> **What is expected**: Please count how many lines of the data include the word "assembly". Give only that number in reply.
= Beginning of Section =
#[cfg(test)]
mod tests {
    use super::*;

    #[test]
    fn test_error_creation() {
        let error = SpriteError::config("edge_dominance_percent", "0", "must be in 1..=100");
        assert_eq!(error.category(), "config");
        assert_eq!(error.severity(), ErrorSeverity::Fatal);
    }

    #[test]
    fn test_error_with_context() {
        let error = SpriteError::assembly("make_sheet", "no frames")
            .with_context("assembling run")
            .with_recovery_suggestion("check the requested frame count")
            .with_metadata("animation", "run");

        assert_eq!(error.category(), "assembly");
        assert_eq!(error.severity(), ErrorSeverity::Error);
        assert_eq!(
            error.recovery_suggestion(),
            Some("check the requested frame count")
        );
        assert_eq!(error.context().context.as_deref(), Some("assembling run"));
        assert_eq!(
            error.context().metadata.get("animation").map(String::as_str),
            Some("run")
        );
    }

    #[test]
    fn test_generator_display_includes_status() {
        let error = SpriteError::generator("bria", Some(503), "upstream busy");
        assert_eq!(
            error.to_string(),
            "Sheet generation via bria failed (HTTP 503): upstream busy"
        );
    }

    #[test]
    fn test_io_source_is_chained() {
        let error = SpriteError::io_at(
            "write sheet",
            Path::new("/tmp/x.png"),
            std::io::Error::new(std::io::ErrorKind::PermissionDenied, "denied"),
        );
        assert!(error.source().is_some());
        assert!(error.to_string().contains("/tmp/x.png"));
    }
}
= End of Section =
= Beginning of Section =
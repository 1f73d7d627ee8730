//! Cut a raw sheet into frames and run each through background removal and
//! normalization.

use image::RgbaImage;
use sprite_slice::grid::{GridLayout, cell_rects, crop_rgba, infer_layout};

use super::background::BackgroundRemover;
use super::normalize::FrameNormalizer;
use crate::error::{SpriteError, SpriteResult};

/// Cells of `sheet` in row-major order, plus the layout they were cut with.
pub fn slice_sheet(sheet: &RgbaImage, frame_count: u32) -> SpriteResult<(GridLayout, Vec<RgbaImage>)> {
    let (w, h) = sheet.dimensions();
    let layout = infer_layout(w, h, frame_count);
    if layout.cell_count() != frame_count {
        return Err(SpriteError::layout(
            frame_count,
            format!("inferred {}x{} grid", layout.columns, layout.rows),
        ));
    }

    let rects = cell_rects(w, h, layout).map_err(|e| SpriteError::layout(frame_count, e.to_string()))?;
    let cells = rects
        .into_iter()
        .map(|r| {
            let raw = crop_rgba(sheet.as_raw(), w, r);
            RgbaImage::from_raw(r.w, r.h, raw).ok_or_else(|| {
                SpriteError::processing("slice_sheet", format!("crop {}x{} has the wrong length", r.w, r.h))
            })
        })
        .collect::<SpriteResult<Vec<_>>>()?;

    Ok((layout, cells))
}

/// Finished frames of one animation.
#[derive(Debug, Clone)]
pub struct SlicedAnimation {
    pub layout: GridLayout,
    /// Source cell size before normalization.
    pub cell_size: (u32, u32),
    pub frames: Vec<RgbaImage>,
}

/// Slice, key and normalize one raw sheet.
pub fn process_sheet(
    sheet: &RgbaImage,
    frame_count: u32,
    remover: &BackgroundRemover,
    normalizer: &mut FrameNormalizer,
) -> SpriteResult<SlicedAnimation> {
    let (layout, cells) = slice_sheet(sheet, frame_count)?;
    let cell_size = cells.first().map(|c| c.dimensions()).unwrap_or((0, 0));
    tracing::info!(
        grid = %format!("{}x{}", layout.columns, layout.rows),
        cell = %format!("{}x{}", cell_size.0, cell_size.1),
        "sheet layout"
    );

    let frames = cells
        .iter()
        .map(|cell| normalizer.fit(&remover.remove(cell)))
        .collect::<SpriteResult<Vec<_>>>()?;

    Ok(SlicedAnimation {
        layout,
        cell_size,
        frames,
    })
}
= End of Section =
> **Expected answer**: 2